**What is required:**
Filter the listing and keep only the lines with the word "futures".

··· Supplied records ···

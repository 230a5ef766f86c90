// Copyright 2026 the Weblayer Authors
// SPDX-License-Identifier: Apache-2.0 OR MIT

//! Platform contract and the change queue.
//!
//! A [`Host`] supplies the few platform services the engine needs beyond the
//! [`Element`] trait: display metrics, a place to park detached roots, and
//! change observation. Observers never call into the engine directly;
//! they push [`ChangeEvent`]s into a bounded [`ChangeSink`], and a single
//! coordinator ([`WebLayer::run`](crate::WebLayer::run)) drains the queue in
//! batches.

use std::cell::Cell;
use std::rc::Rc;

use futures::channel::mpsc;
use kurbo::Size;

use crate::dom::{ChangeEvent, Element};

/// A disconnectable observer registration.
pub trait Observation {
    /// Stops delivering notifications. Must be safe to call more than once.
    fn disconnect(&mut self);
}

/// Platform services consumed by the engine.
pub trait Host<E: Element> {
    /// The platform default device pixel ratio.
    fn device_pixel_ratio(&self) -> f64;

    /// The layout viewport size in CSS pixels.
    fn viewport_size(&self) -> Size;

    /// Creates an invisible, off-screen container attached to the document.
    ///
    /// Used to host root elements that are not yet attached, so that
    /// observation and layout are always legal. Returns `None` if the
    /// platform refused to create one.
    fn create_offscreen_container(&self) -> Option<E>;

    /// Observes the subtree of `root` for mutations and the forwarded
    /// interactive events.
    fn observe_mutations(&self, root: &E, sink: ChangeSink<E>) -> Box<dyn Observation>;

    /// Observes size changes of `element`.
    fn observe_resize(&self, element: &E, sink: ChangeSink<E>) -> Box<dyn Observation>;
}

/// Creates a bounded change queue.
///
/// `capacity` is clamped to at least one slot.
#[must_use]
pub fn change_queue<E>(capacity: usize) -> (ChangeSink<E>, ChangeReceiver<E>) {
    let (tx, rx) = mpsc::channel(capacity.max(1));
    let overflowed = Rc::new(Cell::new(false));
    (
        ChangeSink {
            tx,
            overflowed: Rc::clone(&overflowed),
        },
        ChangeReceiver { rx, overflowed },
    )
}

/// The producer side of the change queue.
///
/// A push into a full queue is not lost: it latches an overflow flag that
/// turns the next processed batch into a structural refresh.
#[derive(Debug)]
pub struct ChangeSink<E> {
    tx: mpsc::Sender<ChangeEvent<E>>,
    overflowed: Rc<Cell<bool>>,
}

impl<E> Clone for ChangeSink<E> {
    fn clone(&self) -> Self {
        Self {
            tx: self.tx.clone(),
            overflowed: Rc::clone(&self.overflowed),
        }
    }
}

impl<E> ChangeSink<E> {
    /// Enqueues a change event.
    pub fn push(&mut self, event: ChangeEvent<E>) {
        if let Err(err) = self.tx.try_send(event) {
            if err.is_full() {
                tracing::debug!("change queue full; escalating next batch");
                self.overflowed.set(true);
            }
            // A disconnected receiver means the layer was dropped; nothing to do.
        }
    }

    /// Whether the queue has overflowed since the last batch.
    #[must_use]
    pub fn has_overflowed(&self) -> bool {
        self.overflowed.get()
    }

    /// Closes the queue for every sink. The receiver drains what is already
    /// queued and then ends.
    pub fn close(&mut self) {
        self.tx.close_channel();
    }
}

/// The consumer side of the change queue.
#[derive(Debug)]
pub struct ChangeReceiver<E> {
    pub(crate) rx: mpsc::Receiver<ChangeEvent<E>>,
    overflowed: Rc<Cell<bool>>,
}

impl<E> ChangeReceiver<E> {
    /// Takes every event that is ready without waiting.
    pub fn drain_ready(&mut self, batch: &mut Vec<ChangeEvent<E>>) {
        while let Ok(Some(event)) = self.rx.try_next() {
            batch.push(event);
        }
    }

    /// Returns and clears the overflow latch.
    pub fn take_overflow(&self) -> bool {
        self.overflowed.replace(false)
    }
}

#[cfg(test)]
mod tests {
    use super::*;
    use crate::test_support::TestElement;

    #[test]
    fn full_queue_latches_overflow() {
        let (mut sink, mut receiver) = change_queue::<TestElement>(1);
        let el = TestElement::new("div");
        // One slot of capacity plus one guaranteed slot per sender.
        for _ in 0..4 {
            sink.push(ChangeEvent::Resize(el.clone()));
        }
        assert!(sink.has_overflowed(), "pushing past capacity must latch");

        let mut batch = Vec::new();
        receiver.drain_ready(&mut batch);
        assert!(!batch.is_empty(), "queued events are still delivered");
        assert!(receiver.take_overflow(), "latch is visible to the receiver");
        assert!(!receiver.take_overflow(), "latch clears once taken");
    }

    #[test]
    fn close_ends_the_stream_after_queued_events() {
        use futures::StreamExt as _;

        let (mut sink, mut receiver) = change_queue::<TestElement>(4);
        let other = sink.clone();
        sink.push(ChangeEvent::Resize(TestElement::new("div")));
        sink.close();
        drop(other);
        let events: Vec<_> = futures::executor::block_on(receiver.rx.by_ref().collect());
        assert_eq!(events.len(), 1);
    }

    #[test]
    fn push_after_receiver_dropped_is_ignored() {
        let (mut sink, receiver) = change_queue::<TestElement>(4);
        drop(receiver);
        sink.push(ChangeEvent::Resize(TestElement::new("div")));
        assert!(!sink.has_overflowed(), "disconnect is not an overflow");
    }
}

···
··· Supplied records ···

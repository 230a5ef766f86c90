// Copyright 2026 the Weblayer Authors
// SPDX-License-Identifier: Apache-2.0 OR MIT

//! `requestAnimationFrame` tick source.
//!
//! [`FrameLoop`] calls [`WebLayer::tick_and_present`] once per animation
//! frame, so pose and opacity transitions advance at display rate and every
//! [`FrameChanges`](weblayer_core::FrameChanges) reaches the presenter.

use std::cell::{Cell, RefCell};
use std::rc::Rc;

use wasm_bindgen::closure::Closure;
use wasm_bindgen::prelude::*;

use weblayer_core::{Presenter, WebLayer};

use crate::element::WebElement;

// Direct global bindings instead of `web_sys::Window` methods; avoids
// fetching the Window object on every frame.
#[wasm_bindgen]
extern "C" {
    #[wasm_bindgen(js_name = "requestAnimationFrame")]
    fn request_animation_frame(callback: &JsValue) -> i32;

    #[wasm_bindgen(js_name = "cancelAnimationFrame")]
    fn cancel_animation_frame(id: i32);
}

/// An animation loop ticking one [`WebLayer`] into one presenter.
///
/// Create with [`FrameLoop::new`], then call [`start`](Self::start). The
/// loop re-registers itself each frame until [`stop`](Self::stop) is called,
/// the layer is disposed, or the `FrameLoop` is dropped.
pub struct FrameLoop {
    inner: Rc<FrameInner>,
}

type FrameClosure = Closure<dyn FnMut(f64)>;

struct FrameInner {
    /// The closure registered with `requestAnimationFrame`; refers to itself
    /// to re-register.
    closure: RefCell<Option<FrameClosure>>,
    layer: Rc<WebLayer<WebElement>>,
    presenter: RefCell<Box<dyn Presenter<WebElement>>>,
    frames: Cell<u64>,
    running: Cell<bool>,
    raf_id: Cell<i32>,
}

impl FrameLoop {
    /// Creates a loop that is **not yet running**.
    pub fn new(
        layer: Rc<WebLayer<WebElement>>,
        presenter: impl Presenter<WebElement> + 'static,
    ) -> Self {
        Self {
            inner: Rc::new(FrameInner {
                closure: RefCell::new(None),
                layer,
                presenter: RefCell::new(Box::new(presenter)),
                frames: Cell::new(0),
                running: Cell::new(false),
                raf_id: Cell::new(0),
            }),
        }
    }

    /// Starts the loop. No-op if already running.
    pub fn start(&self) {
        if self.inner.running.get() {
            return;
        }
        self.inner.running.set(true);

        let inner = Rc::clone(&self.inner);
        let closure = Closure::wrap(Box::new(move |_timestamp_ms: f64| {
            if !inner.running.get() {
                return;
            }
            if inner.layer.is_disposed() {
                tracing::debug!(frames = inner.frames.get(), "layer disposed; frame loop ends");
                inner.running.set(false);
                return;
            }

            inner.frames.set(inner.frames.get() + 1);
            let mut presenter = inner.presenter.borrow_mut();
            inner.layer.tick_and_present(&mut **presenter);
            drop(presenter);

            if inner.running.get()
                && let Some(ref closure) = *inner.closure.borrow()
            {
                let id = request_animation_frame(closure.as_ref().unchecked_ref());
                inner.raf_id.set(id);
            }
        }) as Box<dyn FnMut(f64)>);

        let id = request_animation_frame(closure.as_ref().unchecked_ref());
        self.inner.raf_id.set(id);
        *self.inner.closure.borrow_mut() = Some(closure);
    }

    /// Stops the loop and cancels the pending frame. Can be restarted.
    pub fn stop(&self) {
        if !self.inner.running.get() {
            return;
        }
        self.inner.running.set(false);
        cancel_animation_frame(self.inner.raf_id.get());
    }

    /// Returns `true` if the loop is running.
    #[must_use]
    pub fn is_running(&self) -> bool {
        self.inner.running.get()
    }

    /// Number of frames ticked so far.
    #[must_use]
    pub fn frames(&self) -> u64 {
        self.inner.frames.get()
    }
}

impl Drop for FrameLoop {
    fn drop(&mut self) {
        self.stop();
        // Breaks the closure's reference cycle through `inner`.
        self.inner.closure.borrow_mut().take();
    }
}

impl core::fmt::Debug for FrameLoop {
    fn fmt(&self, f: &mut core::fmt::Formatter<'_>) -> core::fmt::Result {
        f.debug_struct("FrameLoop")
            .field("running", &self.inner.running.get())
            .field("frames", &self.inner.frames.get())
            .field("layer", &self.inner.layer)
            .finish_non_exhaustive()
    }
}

···

**Exercise solution:**
use futures::channel::mpsc;
        use futures::StreamExt as _;
        let events: Vec<_> = futures::executor::block_on(receiver.rx.by_ref().collect());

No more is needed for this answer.